Москва. Воскресенье. 11 ч. утра. Целая мучительная неделя часов по 13-14 ежедневно. Заседания в Академии, в Ц.К., в Сов[ете] Министров]. К.П.Д.=0. Какая уж тут физика и творческая мысль. Сегодня - в Москве. Должен в 12 ч. выступать на Тверском бульваре у памятника Пушкина. И Пушкина можно замусолить так, что останется сальное пятно.
10 июня 1949 г.
Ленинград. ... Потом репетиция сегодняшней Пушкинианы. Ночью поездка в Царское. Белая ночь. Последняя развеска в музее. Болезнь еще не вышла. Усталость. Трудно дышать. Пот прошибает.
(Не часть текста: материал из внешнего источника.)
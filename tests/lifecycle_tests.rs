//! Handler-tree lifecycle behavior: activation policies, part lookup,
//! round trips, failure containment, disposal, and event publication.

mod common;

use std::sync::atomic::Ordering;
use std::sync::Arc;

use serde_json::json;

use assembly_core::constants::events::{COMPONENT_ACTIVATED, COMPONENT_DEACTIVATED};
use assembly_core::controller::Controller;
use assembly_core::error::ComponentError;
use assembly_core::model::{ActivationPolicy, ComponentModel, LifestylePolicy};
use assembly_core::HandlerStatus;

use common::{counting_factory, flaky_factory, lifecycle_graph};

fn singleton_model(name: &str, activation: ActivationPolicy) -> (ComponentModel, common::CountingFactory) {
    let factory = counting_factory(name);
    let model = ComponentModel::builder(name, factory.factory.clone())
        .capability("probe")
        .lifestyle(LifestylePolicy::Singleton)
        .activation(activation)
        .graph(lifecycle_graph())
        .build()
        .unwrap();
    (model, factory)
}

#[test]
fn demand_handler_requires_explicit_activation() {
    let (model, _) = singleton_model("demand", ActivationPolicy::Demand);
    let controller = Controller::new();
    let handler = controller.create_handler(&Arc::new(model)).unwrap();

    let err = handler.get_instance().unwrap_err();
    assert!(matches!(err, ComponentError::NotActive { .. }));

    controller.activate(&handler).unwrap();
    assert!(handler.get_instance().is_ok());
}

#[test]
fn startup_handler_creates_instance_during_activation() {
    let (model, factory) = singleton_model("startup", ActivationPolicy::Startup);
    let controller = Controller::new();
    let handler = controller.create_handler(&Arc::new(model)).unwrap();
    assert_eq!(factory.created.load(Ordering::SeqCst), 0);

    controller.activate(&handler).unwrap();
    assert_eq!(factory.created.load(Ordering::SeqCst), 1);
    assert_eq!(handler.size(), 1);

    // demand-style callers reuse the eagerly created singleton
    let instance = handler.get_instance().unwrap();
    assert_eq!(factory.created.load(Ordering::SeqCst), 1);
    assert!(instance.is_available());
}

#[test]
fn activation_round_trip_produces_fresh_instance() {
    let (model, _) = singleton_model("roundtrip", ActivationPolicy::Demand);
    let controller = Controller::new();
    let handler = controller.create_handler(&Arc::new(model)).unwrap();

    controller.activate(&handler).unwrap();
    let first = handler.get_instance().unwrap();
    let first_id = first.id();

    controller.deactivate(&handler);
    assert!(!first.is_available());
    assert_eq!(handler.size(), 0);

    controller.activate(&handler).unwrap();
    let second = handler.get_instance().unwrap();
    assert_ne!(second.id(), first_id);
}

#[test]
fn deactivate_twice_matches_deactivate_once() {
    let (model, _) = singleton_model("idempotent", ActivationPolicy::Demand);
    let controller = Controller::new();
    let handler = controller.create_handler(&Arc::new(model)).unwrap();
    controller.activate(&handler).unwrap();
    handler.get_instance().unwrap();

    controller.deactivate(&handler);
    let status_after_one = handler.status();
    let size_after_one = handler.size();

    controller.deactivate(&handler);
    assert_eq!(handler.status(), status_after_one);
    assert_eq!(handler.size(), size_after_one);
    assert_eq!(handler.status(), HandlerStatus::Inactive);
}

#[test]
fn failed_startup_activation_leaves_handler_retryable() {
    let model = ComponentModel::builder("flaky", flaky_factory(1))
        .lifestyle(LifestylePolicy::Singleton)
        .activation(ActivationPolicy::Startup)
        .graph(lifecycle_graph())
        .build()
        .unwrap();
    let controller = Controller::new();
    let handler = controller.create_handler(&Arc::new(model)).unwrap();

    let err = controller.activate(&handler).unwrap_err();
    assert!(matches!(err, ComponentError::Instantiation { .. }));
    assert_eq!(handler.status(), HandlerStatus::Inactive);

    // the factory recovers; a second activation attempt is permitted
    controller.activate(&handler).unwrap();
    assert_eq!(handler.status(), HandlerStatus::Active);
    assert_eq!(handler.size(), 1);
}

#[test]
fn part_handlers_are_distinct_and_keyed() {
    let db = singleton_model("db", ActivationPolicy::Demand).0;
    let web = singleton_model("web", ActivationPolicy::Demand).0;
    let parent_factory = counting_factory("parent");
    let model = ComponentModel::builder("parent", parent_factory.factory)
        .part("db", db)
        .part("web", web)
        .build()
        .unwrap();

    let controller = Controller::new();
    let handler = controller.create_handler(&Arc::new(model)).unwrap();

    let db_handler = handler.get_part_handler("db").unwrap();
    let web_handler = handler.get_part_handler("web").unwrap();
    assert_ne!(db_handler.path(), web_handler.path());
    assert_eq!(db_handler.path().as_str(), "/parent/db");
    assert_eq!(web_handler.path().as_str(), "/parent/web");

    let err = handler.get_part_handler("cache").unwrap_err();
    assert!(matches!(err, ComponentError::UnknownPart { .. }));
}

#[test]
fn startup_parts_activate_with_parent() {
    let eager_part = singleton_model("eager", ActivationPolicy::Startup).0;
    let lazy_part = singleton_model("lazy", ActivationPolicy::Demand).0;
    let model = ComponentModel::builder("parent", counting_factory("parent").factory)
        .activation(ActivationPolicy::Demand)
        .part("eager", eager_part)
        .part("lazy", lazy_part)
        .build()
        .unwrap();

    let controller = Controller::new();
    let handler = controller.create_handler(&Arc::new(model)).unwrap();
    controller.activate(&handler).unwrap();

    assert!(handler.get_part_handler("eager").unwrap().is_active());
    // demand parts wait for their own callers
    assert!(!handler.get_part_handler("lazy").unwrap().is_active());

    controller.deactivate(&handler);
    assert!(!handler.get_part_handler("eager").unwrap().is_active());
}

#[test]
fn dispose_cascades_and_poisons() {
    let part = singleton_model("child", ActivationPolicy::Startup).0;
    let model = ComponentModel::builder("parent", counting_factory("parent").factory)
        .part("child", part)
        .build()
        .unwrap();

    let controller = Controller::new();
    let handler = controller.create_handler(&Arc::new(model)).unwrap();
    controller.activate(&handler).unwrap();
    let child = handler.get_part_handler("child").unwrap();

    controller.dispose(&handler);
    assert_eq!(handler.status(), HandlerStatus::Disposed);
    assert_eq!(child.status(), HandlerStatus::Disposed);
    assert!(matches!(
        handler.get_instance().unwrap_err(),
        ComponentError::Disposed { .. }
    ));
}

#[test]
fn capability_view_round_trip() {
    let (model, _) = singleton_model("viewed", ActivationPolicy::Demand);
    let controller = Controller::new();
    let handler = controller.create_handler(&Arc::new(model)).unwrap();
    controller.activate(&handler).unwrap();

    let instance = handler.get_instance().unwrap();
    let view = instance.view().unwrap();
    let reply = view.invoke("probe", "describe", json!("payload")).unwrap();
    assert_eq!(reply["label"], "viewed");

    let err = view.invoke("undeclared", "describe", json!(null)).unwrap_err();
    assert!(matches!(err, ComponentError::UnknownCapability { .. }));

    controller.deactivate(&handler);
    let err = view.invoke("probe", "describe", json!(null)).unwrap_err();
    assert!(matches!(err, ComponentError::Unavailable { .. }));
}

#[test]
fn lifecycle_events_are_published() {
    let (model, _) = singleton_model("observed", ActivationPolicy::Demand);
    let controller = Controller::new();
    let receiver = controller.publisher().subscribe();
    let handler = controller.create_handler(&Arc::new(model)).unwrap();

    controller.activate(&handler).unwrap();
    controller.deactivate(&handler);

    let names: Vec<String> = receiver.try_iter().map(|e| e.name).collect();
    assert!(names.contains(&COMPONENT_ACTIVATED.to_string()));
    assert!(names.contains(&COMPONENT_DEACTIVATED.to_string()));
}

#[test]
fn activation_events_carry_component_path() {
    let (model, _) = singleton_model("addressed", ActivationPolicy::Demand);
    let controller = Controller::new();
    let receiver = controller.publisher().subscribe();
    let handler = controller.create_handler(&Arc::new(model)).unwrap();
    controller.activate(&handler).unwrap();

    let event = receiver
        .try_iter()
        .find(|e| e.name == COMPONENT_ACTIVATED)
        .expect("activation event published");
    assert_eq!(event.context["path"], "/addressed");
}
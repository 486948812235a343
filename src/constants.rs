//! # System Constants
//!
//! Well-known event names, default keys, and configuration boundaries shared
//! across the assembly runtime.

/// Core lifecycle events published through the event system
pub mod events {
    // Component lifecycle events
    pub const COMPONENT_ACTIVATED: &str = "component.activated";
    pub const COMPONENT_ACTIVATION_FAILED: &str = "component.activation_failed";
    pub const COMPONENT_DEACTIVATED: &str = "component.deactivated";
    pub const COMPONENT_DISPOSED: &str = "component.disposed";

    // Instance lifecycle events
    pub const INSTANCE_CREATED: &str = "instance.created";
}

/// Transition key followed during best-effort termination unless a graph
/// overrides it.
pub const DEFAULT_TERMINATION_KEY: &str = "terminate";

/// Default bound of each subscriber's event channel.
pub const DEFAULT_EVENT_CAPACITY: usize = 1000;

/// Prefix for environment-variable configuration overrides.
pub const ENV_PREFIX: &str = "ASSEMBLY";
//! # State Change Notifications
//!
//! Listener registration and dispatch for state machine transitions.
//! Listener failures are logged and never allowed to break the machine.

use std::sync::Arc;

use parking_lot::RwLock;
use tracing::warn;

/// A successful transition, reported as the pair of state names.
#[derive(Debug, Clone, PartialEq, Eq)]
pub struct StateChange {
    pub from: String,
    pub to: String,
}

impl StateChange {
    pub fn new(from: impl Into<String>, to: impl Into<String>) -> Self {
        Self {
            from: from.into(),
            to: to.into(),
        }
    }
}

/// Observer of state machine transitions.
pub trait StateChangeListener: Send + Sync {
    /// Called after every committed transition.
    fn state_changed(
        &self,
        change: &StateChange,
    ) -> Result<(), Box<dyn std::error::Error + Send + Sync>>;
}

/// Thread-safe listener collection with failure-isolating dispatch.
#[derive(Clone, Default)]
pub struct ListenerSet {
    listeners: Arc<RwLock<Vec<Arc<dyn StateChangeListener>>>>,
}

impl ListenerSet {
    pub fn new() -> Self {
        Self::default()
    }

    pub fn add(&self, listener: Arc<dyn StateChangeListener>) {
        self.listeners.write().push(listener);
    }

    pub fn len(&self) -> usize {
        self.listeners.read().len()
    }

    pub fn is_empty(&self) -> bool {
        self.listeners.read().is_empty()
    }

    pub fn clear(&self) {
        self.listeners.write().clear();
    }

    /// Notify every registered listener; a failing listener is logged and
    /// does not prevent the remaining listeners from being notified.
    pub fn notify(&self, change: &StateChange) {
        let snapshot: Vec<_> = self.listeners.read().iter().cloned().collect();
        for listener in snapshot {
            if let Err(error) = listener.state_changed(change) {
                warn!(
                    from = %change.from,
                    to = %change.to,
                    error = %error,
                    "state change listener failed"
                );
            }
        }
    }
}

impl std::fmt::Debug for ListenerSet {
    fn fmt(&self, f: &mut std::fmt::Formatter<'_>) -> std::fmt::Result {
        f.debug_struct("ListenerSet")
            .field("listeners", &self.len())
            .finish()
    }
}
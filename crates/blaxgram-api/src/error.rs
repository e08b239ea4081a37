//! API error type and its JSON rendering.

use axum::{
    Json,
    extract::rejection::{JsonRejection, PathRejection, QueryRejection},
    http::StatusCode,
    response::{IntoResponse, Response},
};
use serde::Serialize;

#[derive(Debug, thiserror::Error)]
pub enum ApiError {
    #[error("{0}")]
    BadRequest(String),

    #[error("{0}")]
    Unauthorized(String),

    #[error("{0}")]
    Forbidden(String),

    #[error("{0}")]
    NotFound(String),

    /// Login attempted without the correct second-factor password.
    #[error("Invalid 2FA password")]
    TwoFactorRequired,

    #[error("Internal error: {0}")]
    Internal(#[from] anyhow::Error),
}

impl ApiError {
    pub fn bad_request(msg: impl Into<String>) -> Self {
        Self::BadRequest(msg.into())
    }

    pub fn not_found(msg: impl Into<String>) -> Self {
        Self::NotFound(msg.into())
    }
}

/// Error response body: `{"error": "..."}`.
#[derive(Debug, Serialize)]
pub struct ErrorBody {
    pub error: String,
    #[serde(rename = "twoFARequired", skip_serializing_if = "std::ops::Not::not")]
    pub two_fa_required: bool,
}

impl IntoResponse for ApiError {
    fn into_response(self) -> Response {
        let status = match &self {
            Self::BadRequest(_) => StatusCode::BAD_REQUEST,
            Self::Unauthorized(_) | Self::TwoFactorRequired => StatusCode::UNAUTHORIZED,
            Self::Forbidden(_) => StatusCode::FORBIDDEN,
            Self::NotFound(_) => StatusCode::NOT_FOUND,
            Self::Internal(e) => {
                tracing::error!("Internal error: {:#}", e);
                StatusCode::INTERNAL_SERVER_ERROR
            }
        };

        let error = match &self {
            Self::Internal(_) => "Internal server error".to_string(),
            other => other.to_string(),
        };

        let body = ErrorBody {
            error,
            two_fa_required: matches!(self, Self::TwoFactorRequired),
        };

        (status, Json(body)).into_response()
    }
}

impl From<JsonRejection> for ApiError {
    fn from(rejection: JsonRejection) -> Self {
        Self::BadRequest(rejection.body_text())
    }
}

impl From<PathRejection> for ApiError {
    fn from(rejection: PathRejection) -> Self {
        Self::BadRequest(rejection.body_text())
    }
}

impl From<QueryRejection> for ApiError {
    fn from(rejection: QueryRejection) -> Self {
        Self::BadRequest(rejection.body_text())
    }
}
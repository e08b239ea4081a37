use axum::{Extension, Json, extract::State};
use chrono::Utc;
use tracing::info;

use blaxgram_db::models::{BalanceOutcome, NewUserGift, ProfileOutcome};
use blaxgram_db::queries::ProfileUpdate;
use blaxgram_types::api::{
    AdjustStarsRequest, Claims, PurchaseGiftRequest, PurchaseGiftResponse, StarsResponse,
    UpdateUserRequest, User, UserProfile,
};

use crate::auth::{AppState, hash_secret};
use crate::convert;
use crate::error::ApiError;
use crate::extract::ApiJson;
use crate::run_db;

pub async fn get_user(
    State(state): State<AppState>,
    Extension(claims): Extension<Claims>,
) -> Result<Json<UserProfile>, ApiError> {
    let user_id = claims.sub;
    let (row, gifts) = run_db(&state, move |db| {
        let Some(row) = db.get_user_by_id(user_id)? else {
            return Ok(None);
        };
        let gifts = db.get_user_gifts(user_id)?;
        Ok(Some((row, gifts)))
    })
    .await?
    .ok_or_else(|| ApiError::not_found("User not found"))?;

    Ok(Json(UserProfile {
        user: convert::user(row),
        gifts: gifts.into_iter().map(convert::user_gift).collect(),
    }))
}

pub async fn update_user(
    State(state): State<AppState>,
    Extension(claims): Extension<Claims>,
    ApiJson(req): ApiJson<UpdateUserRequest>,
) -> Result<Json<User>, ApiError> {
    let name = req.name.trim().to_string();
    if name.is_empty() {
        return Err(ApiError::bad_request("Name required"));
    }

    let password_hash = match req.two_fa_password.as_deref().filter(|p| !p.is_empty()) {
        Some(password) => Some(hash_secret(password)?),
        None => None,
    };

    let user_id = claims.sub;
    let last_name = req.last_name.unwrap_or_default();
    let bio = req.bio.unwrap_or_default();
    let two_fa_enabled = req.two_fa_enabled;

    let outcome = run_db(&state, move |db| {
        db.update_profile(
            user_id,
            &ProfileUpdate {
                name: &name,
                last_name: &last_name,
                bio: &bio,
                two_fa_enabled,
                two_fa_password_hash: password_hash.as_deref(),
            },
        )
    })
    .await?;

    match outcome {
        ProfileOutcome::Updated(row) => Ok(Json(convert::user(row))),
        ProfileOutcome::TwoFactorPasswordRequired => Err(ApiError::bad_request("2FA password required")),
        ProfileOutcome::UserNotFound => Err(ApiError::not_found("User not found")),
    }
}

/// Apply a signed star adjustment. The balance never goes below zero.
pub async fn adjust_stars(
    State(state): State<AppState>,
    Extension(claims): Extension<Claims>,
    ApiJson(req): ApiJson<AdjustStarsRequest>,
) -> Result<Json<StarsResponse>, ApiError> {
    let user_id = claims.sub;
    let outcome = run_db(&state, move |db| db.adjust_stars(user_id, req.amount)).await?;

    match outcome {
        BalanceOutcome::Updated { stars } => Ok(Json(StarsResponse { stars })),
        BalanceOutcome::InsufficientStars => Err(ApiError::bad_request("Insufficient stars")),
        BalanceOutcome::UserNotFound => Err(ApiError::not_found("User not found")),
    }
}

pub async fn purchase_gift(
    State(state): State<AppState>,
    Extension(claims): Extension<Claims>,
    ApiJson(req): ApiJson<PurchaseGiftRequest>,
) -> Result<Json<PurchaseGiftResponse>, ApiError> {
    if req.gift_price < 0 {
        return Err(ApiError::bad_request("Gift price must not be negative"));
    }
    if req.gift_name.trim().is_empty() {
        return Err(ApiError::bad_request("Gift name required"));
    }

    let user_id = claims.sub;
    let gift_id = req.gift_id;
    let outcome = run_db(&state, move |db| {
        db.purchase_gift(
            user_id,
            &NewUserGift {
                gift_id,
                gift_name: req.gift_name.trim(),
                gift_icon: &req.gift_icon,
                gift_price: req.gift_price,
            },
            Utc::now(),
        )
    })
    .await?;

    match outcome {
        BalanceOutcome::Updated { stars } => {
            info!("User {} bought gift {}, {} stars left", claims.username, gift_id, stars);
            Ok(Json(PurchaseGiftResponse { success: true, stars }))
        }
        BalanceOutcome::InsufficientStars => Err(ApiError::bad_request("Insufficient stars")),
        BalanceOutcome::UserNotFound => Err(ApiError::not_found("User not found")),
    }
}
Сегодня, по-моему, трогательное и блистательное заседание в актовом зале Лицея, в стенах которого когда-то раздавался голос звонкий 15-летнего Пушкина. Потом блеск Александровского Дворца. Кружево колонн. Зеленые дубы. Голубое небо. Торжествующий Пушкин. Кажется, хорошее дело сделано. О, если есть что-то схожее с душой Пушкина, где угодно. Неужели оно не отзовется. Сейчас усталый и с простудой, после 6-го продиктованного "слова" сижу как полутруп.
13 июня 1949 г.
Трудно переносимый сгусток фактов, впечатлений, отрывков мыслей. Сегодня вернулись из пушкинских мест...
Святогорье. Могила. Восстановленный монастырь, такой серьезный и старый. Разросшееся зеленое Михайловское с восстановленным домом. Сотня тысяч съехавшихся крестьян на машинах, на лошадях, пешком (Троицын день). Гроза во время митинга. Убитая молнией женщина. Речи, выступления. Болезнь, усталость. А надо всем волшебство пушкинской души. Вероятно, это был хороший, умный и тонкий человек. Сейчас из него делают бога-истукана, на него это не похоже. Человек всегда останется человеком, в этом и сила его, и слабость.
- 1. Строка из стихотворения С.И. Вавилова
- 2. Здесь и далее в этой записи цитируется поэма А.С. Пушкина "Полтава".
- 3. В себе и для себя (нем.).
- 4. Безмерно (нем.).
- 5. С точки зрения вечности (лат.).
- 6. Трагические события русско-японской войны: гибель броненосца "Петропавловск" и адмирала С.О. Макарова 31 марта 1904 г.
- 7. Жена Ольга Михайловна, урожденная Багриновская (1894-1978).
- 8. Михаил Андреевич Суслов (1902-1982) - советский партийный и государственный деятель, с 1947 г. секретарь ЦК ВКП (б).
- 9. Александр Михайлович Еголин (1896-1959) - литературовед в 1948-1952 гг. директор Института мировой литературы имени А. М. Горького.
- 10. Николай Федорович Бельчиков (1890-1979) - литературовед, в 1949-1955 гг. директор Института русской литературы (Пушкинского дома).